### WHAT TO DO
Your answer must be every line of the data below that holds the string "derive", copied exactly.

*** EXERCISE MATERIALS ***

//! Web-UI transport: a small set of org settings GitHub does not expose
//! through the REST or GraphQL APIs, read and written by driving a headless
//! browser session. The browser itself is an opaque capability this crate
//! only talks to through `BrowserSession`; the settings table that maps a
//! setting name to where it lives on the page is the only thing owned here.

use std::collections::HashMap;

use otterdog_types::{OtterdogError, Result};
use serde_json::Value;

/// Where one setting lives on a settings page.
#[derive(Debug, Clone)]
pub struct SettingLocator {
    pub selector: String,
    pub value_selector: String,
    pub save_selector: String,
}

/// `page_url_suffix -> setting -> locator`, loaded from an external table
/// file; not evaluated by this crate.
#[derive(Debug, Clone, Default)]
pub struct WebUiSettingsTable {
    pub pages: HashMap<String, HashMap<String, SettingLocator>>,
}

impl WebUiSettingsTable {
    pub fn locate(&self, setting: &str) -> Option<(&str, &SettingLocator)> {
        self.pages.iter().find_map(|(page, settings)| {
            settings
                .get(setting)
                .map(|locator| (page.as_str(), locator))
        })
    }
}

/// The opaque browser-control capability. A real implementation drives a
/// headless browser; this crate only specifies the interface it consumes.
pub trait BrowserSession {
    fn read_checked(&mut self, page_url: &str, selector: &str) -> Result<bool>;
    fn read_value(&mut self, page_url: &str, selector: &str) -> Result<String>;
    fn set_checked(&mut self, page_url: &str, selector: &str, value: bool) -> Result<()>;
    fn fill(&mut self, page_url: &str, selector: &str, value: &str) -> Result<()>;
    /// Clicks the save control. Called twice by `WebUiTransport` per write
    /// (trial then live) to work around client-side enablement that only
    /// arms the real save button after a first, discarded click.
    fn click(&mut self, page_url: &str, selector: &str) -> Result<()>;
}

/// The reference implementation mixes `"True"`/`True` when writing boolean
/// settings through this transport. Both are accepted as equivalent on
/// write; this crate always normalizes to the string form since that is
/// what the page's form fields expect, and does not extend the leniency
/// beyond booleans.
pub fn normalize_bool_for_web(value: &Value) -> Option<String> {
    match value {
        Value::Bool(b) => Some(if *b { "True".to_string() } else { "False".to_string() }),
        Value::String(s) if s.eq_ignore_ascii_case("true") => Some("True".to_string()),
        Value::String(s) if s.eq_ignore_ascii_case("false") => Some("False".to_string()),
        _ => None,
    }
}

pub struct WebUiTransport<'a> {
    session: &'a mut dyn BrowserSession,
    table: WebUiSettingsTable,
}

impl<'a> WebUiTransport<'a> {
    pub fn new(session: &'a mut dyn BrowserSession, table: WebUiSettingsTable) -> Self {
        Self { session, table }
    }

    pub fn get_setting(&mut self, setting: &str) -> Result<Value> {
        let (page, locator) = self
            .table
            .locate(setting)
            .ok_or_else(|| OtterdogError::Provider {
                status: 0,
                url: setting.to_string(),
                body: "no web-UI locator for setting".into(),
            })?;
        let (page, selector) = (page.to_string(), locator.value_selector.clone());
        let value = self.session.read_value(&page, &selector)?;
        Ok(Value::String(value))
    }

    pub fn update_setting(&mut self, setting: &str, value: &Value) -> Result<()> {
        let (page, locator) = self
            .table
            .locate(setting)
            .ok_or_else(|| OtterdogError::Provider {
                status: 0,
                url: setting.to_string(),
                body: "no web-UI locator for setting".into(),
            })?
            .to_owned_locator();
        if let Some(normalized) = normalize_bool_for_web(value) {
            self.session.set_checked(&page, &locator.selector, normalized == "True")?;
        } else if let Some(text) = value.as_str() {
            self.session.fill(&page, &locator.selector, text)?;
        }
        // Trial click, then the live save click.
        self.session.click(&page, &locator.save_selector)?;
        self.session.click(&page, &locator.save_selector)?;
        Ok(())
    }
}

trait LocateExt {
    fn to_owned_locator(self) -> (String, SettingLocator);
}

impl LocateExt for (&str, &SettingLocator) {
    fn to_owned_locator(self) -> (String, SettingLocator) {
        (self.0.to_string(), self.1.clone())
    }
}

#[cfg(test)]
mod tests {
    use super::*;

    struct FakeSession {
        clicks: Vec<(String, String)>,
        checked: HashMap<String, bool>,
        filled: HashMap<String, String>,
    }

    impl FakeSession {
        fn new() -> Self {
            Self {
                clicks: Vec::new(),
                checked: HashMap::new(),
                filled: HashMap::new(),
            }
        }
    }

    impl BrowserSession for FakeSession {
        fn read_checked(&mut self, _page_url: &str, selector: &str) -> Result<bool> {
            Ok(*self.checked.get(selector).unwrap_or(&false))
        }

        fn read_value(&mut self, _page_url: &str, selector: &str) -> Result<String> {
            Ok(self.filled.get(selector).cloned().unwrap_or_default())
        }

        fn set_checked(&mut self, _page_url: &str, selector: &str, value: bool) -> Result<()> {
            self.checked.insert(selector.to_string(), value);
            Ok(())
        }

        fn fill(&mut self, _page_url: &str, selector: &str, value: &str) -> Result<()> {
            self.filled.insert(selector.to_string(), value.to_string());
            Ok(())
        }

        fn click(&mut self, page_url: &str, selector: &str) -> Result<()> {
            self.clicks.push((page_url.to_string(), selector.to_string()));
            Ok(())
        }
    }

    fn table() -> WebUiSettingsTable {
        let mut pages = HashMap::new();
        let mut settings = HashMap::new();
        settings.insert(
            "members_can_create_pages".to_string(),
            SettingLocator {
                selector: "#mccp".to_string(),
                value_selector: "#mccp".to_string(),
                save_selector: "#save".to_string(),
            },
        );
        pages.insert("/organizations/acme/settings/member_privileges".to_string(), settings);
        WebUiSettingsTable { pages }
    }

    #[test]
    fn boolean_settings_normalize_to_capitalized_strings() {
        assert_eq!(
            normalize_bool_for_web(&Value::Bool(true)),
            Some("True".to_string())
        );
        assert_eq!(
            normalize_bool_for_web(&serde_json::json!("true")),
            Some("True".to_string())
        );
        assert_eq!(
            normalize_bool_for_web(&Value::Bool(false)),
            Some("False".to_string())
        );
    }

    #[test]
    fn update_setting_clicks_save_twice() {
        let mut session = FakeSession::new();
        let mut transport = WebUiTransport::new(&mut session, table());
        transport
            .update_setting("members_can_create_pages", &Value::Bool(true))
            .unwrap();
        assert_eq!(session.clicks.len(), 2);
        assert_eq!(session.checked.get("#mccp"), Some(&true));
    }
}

*** End of EXERCISE MATERIALS ***

### ANSWER AREA
#[derive(Debug, Clone)]
#[derive(Debug, Clone, Default)]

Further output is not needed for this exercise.